Testa
di
Satiro
La cosiddetta “Testa di satiro”, databile al I sec. d.C, è uno dei reperti più significativi della Feltria romana e, vista la sua alta qualità stilistica, per lungo tempo era stata datata dalla critica fra i secoli XVII e XIX. Solo nel 2006, grazie a un restauro che ha permesso di esaminare la tecnica di esecuzione e individuare la provenienza del marmo dalle cave di Luni, l’opera è finalmente stata ricondotta all’età romana.
Si noti il naturalismo della posa di questo giovane satiro sorridente, connotato dal naso camuso e le orecchie a punta, il cui volto è lievemente inclinato e con il collo in leggera torsione verso sinistra. Le guance carnose e il mento assecondano il movimento delle labbra, la fronte è ampia e liscia, ciocche corpose di capelli sono raccolte da una fascia che scivola sulla spalla.

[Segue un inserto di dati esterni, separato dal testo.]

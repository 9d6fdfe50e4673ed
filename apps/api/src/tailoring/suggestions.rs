//! Improvement Generator: rule-based suggestions derived from extracted requirements.
//! No LLM call; the same keywords always produce the same suggestions.

use crate::models::job::JobKeywords;

/// How many skills are named in a single suggestion before the rest are summarized.
const MAX_SKILLS_PER_SUGGESTION: usize = 5;
const MAX_RESPONSIBILITIES: usize = 3;

/// Builds human-readable suggestions, most important first.
///
/// Never empty when `required_skills` is non-empty.
pub fn generate_suggestions(keywords: &JobKeywords) -> Vec<String> {
    let mut suggestions = Vec::new();

    let required = non_blank(&keywords.required_skills);
    if !required.is_empty() {
        suggestions.push(format!(
            "Highlight hands-on experience with the required skills: {}",
            join_limited(&required)
        ));
    }

    let preferred = non_blank(&keywords.preferred_skills);
    if !preferred.is_empty() {
        suggestions.push(format!(
            "Mention any exposure to preferred skills where it is genuine: {}",
            join_limited(&preferred)
        ));
    }

    let level = keywords.experience_level.trim();
    match (level.is_empty(), keywords.years_experience) {
        (false, Some(years)) if years > 0 => suggestions.push(format!(
            "Frame your summary for a {level} role and make {years}+ years of relevant experience easy to spot"
        )),
        (false, _) => suggestions.push(format!(
            "Frame your summary and bullet verbs for a {level}-level role"
        )),
        (true, Some(years)) if years > 0 => suggestions.push(format!(
            "Make {years}+ years of relevant experience easy to spot"
        )),
        _ => {}
    }

    for responsibility in non_blank(&keywords.key_responsibilities)
        .into_iter()
        .take(MAX_RESPONSIBILITIES)
    {
        suggestions.push(format!(
            "Add a bullet showing concrete results for: {responsibility}"
        ));
    }

    let domain = keywords.domain.trim();
    if !domain.is_empty() {
        suggestions.push(format!(
            "Use {domain} terminology where it accurately describes your work"
        ));
    }

    if suggestions.is_empty() {
        suggestions.push(
            "Align your summary and most recent role with the core requirements of the job description"
                .to_string(),
        );
    }

    suggestions
}

fn non_blank(items: &[String]) -> Vec<&str> {
    items
        .iter()
        .map(|s| s.trim())
        .filter(|s| !s.is_empty())
        .collect()
}

fn join_limited(items: &[&str]) -> String {
    let shown = items
        .iter()
        .take(MAX_SKILLS_PER_SUGGESTION)
        .copied()
        .collect::<Vec<_>>()
        .join(", ");
    match items.len().saturating_sub(MAX_SKILLS_PER_SUGGESTION) {
        0 => shown,
        rest => format!("{shown} (and {rest} more)"),
    }
}

#[cfg(test)]
mod tests {
    use super::*;

    fn keywords() -> JobKeywords {
        JobKeywords {
            required_skills: vec![
                "Python".to_string(),
                "TypeScript".to_string(),
                "React".to_string(),
                "Next.js".to_string(),
                "AWS".to_string(),
                "Kubernetes".to_string(),
                "Docker".to_string(),
            ],
            preferred_skills: vec!["LangChain".to_string(), "GraphQL".to_string()],
            experience_level: "Senior".to_string(),
            years_experience: Some(5),
            domain: "AI/ML".to_string(),
            key_responsibilities: vec![
                "Build ML platforms".to_string(),
                "Work with distributed systems".to_string(),
                "Mentor team members".to_string(),
                "System architecture".to_string(),
            ],
        }
    }

    #[test]
    fn test_suggestions_mention_required_skills_first() {
        let suggestions = generate_suggestions(&keywords());
        assert!(suggestions[0].contains("Python"));
        assert!(suggestions[0].contains("(and 2 more)"));
        assert!(!suggestions[0].contains("Docker"));
    }

    #[test]
    fn test_suggestions_cover_every_rule() {
        let suggestions = generate_suggestions(&keywords());
        // required, preferred, level, 3 responsibilities, domain
        assert_eq!(suggestions.len(), 7);
        assert!(suggestions[2].contains("Senior") && suggestions[2].contains("5+"));
        assert!(suggestions.iter().any(|s| s.contains("Mentor team members")));
        assert!(!suggestions.iter().any(|s| s.contains("System architecture")));
        assert!(suggestions.last().unwrap().contains("AI/ML"));
    }

    #[test]
    fn test_suggestions_are_deterministic() {
        assert_eq!(generate_suggestions(&keywords()), generate_suggestions(&keywords()));
    }

    #[test]
    fn test_only_required_skills_is_non_empty() {
        let kw = JobKeywords {
            required_skills: vec!["Rust".to_string()],
            ..Default::default()
        };
        let suggestions = generate_suggestions(&kw);
        assert_eq!(suggestions.len(), 1);
        assert!(suggestions[0].ends_with("Rust"));
    }

    #[test]
    fn test_empty_keywords_still_yield_a_suggestion() {
        let suggestions = generate_suggestions(&JobKeywords::default());
        assert_eq!(suggestions.len(), 1);
    }

    #[test]
    fn test_blank_entries_are_ignored() {
        let kw = JobKeywords {
            required_skills: vec!["  ".to_string(), "Go".to_string()],
            experience_level: "   ".to_string(),
            years_experience: Some(3),
            ..Default::default()
        };
        let suggestions = generate_suggestions(&kw);
        assert_eq!(suggestions[0], "Highlight hands-on experience with the required skills: Go");
        assert_eq!(suggestions[1], "Make 3+ years of relevant experience easy to spot");
    }
}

In origine, la testa era completata da una ricca corona vegetale, conservatasi solo in parte, e da inserti di pasta vitrea nelle cavità oculari. Manca la calotta cranica, perché era stata realizzata a parte secondo una tecnica ampiamente attestata nella scultura romana. Infatti nella parte inferiore c’è uno sperone funzionale al suo aggancio con il resto della statua. Il movimento vivace e l’attenzione del satiro fanno pensare che fosse affiancato da un altro soggetto alla sua sinistra o da un grappolo d’uva tenuto in mano.
Al fine di avanzare un’ipotesi sulla funzione originaria dell’opera, risulta indicativo il luogo del rinvenimento, avvenuto nel 1935 nel corso di uno scavo occasionale al raccordo tra via Mezzaterra e piazzatta Trento Trieste. Una zona, situata all’attacco del versante collinare, del tutto appartenente al contesto urbano di Feltria, che, in base a recenti indagini archeologiche, costituiva un quartiere residenziale di buon livello. Pertanto il satiro doveva adornare una bella casa, magari decorandone un giardino.